=== Records to process ===

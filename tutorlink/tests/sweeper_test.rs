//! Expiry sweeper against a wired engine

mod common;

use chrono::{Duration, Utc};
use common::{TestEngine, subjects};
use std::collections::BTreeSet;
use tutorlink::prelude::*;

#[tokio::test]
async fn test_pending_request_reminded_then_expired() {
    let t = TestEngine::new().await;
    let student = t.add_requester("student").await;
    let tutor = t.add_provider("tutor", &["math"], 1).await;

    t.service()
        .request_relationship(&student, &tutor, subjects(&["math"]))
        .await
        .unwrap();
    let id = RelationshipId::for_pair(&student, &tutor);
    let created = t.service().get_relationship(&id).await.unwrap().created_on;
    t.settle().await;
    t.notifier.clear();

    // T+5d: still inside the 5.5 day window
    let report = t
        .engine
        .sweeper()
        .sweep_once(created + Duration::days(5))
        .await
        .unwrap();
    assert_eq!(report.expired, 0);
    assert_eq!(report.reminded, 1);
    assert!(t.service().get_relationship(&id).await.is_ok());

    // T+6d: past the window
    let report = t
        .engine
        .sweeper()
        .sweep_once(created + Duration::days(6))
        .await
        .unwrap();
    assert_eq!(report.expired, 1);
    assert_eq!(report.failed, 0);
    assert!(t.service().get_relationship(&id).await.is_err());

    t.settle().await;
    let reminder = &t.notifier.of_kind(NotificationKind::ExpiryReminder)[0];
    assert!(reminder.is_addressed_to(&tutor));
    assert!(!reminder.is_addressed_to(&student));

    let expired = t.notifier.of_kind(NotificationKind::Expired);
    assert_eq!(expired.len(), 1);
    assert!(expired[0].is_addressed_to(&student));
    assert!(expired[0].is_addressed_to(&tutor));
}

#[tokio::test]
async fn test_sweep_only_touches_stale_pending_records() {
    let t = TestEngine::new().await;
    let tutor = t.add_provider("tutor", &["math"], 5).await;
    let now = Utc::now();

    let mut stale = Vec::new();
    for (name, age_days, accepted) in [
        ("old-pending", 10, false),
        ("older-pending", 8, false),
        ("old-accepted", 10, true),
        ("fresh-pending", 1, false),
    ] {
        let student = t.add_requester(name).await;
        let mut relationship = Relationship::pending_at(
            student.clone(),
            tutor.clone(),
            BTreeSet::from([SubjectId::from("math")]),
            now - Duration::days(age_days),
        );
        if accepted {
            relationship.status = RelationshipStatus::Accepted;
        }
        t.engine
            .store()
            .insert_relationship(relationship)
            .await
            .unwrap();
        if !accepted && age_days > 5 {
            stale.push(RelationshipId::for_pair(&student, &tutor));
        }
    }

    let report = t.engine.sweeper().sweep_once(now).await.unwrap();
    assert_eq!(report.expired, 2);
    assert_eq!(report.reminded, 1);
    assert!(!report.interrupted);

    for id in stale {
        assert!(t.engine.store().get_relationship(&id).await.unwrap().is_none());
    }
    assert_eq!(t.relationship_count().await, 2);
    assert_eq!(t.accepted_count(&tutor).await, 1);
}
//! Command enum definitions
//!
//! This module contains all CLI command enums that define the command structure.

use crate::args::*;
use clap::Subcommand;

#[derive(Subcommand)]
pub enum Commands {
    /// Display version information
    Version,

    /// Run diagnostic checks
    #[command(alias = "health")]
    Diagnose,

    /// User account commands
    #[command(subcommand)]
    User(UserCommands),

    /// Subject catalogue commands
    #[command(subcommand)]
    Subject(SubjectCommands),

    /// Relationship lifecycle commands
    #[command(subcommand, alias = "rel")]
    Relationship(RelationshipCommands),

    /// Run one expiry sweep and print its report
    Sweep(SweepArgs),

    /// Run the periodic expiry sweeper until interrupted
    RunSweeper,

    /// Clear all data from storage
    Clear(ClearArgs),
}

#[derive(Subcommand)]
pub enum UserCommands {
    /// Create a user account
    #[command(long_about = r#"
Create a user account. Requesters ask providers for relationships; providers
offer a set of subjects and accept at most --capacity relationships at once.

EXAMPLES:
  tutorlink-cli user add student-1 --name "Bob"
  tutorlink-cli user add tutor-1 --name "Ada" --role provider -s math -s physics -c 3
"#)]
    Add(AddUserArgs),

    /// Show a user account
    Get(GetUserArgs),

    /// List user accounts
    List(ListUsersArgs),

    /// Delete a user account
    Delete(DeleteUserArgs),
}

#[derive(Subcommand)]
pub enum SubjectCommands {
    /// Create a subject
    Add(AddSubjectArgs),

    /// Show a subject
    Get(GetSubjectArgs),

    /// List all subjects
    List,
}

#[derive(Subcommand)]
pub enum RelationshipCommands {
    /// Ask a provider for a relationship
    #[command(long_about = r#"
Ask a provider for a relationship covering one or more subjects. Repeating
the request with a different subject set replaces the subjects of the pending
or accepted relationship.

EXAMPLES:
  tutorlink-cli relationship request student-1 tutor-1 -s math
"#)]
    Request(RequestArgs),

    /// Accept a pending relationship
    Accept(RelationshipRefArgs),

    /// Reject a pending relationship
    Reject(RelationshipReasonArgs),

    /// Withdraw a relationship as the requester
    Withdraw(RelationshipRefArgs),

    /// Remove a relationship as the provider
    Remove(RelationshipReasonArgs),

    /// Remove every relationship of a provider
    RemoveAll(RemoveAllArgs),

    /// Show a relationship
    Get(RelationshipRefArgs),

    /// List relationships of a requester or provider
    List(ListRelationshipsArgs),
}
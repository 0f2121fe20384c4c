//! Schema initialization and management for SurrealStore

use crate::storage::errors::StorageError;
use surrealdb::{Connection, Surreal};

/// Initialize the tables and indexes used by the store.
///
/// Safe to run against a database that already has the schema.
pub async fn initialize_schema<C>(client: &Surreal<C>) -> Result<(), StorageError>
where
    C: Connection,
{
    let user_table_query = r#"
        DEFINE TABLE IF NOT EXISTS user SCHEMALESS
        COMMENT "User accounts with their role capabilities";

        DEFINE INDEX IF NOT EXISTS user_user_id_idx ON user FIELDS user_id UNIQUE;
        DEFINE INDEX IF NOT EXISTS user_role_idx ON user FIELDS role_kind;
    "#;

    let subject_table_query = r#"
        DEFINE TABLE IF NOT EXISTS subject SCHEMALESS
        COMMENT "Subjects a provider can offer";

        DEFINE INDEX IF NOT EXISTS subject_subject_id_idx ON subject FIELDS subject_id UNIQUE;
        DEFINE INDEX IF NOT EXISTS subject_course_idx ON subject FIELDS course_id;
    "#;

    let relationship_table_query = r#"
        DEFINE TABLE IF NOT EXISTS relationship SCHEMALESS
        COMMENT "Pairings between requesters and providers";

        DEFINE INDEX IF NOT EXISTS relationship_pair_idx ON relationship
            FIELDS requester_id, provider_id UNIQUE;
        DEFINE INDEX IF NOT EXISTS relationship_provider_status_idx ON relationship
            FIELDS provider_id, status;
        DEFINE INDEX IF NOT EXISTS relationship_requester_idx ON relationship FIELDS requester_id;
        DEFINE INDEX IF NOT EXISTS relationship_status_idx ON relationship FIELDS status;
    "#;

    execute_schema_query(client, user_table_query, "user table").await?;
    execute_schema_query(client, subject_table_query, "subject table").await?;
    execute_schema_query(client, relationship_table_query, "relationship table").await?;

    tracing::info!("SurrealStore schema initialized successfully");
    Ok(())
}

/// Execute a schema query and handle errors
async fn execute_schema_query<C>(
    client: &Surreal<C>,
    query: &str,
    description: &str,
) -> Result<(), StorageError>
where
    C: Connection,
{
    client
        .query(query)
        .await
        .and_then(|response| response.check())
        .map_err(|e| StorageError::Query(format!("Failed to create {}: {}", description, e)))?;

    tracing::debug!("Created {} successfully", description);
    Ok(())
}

===

**What you should do:** Which lines hold the string "crate"? Copy all of them from the data above.

**Your response:**
use crate::args::*;
use crate::storage::errors::StorageError;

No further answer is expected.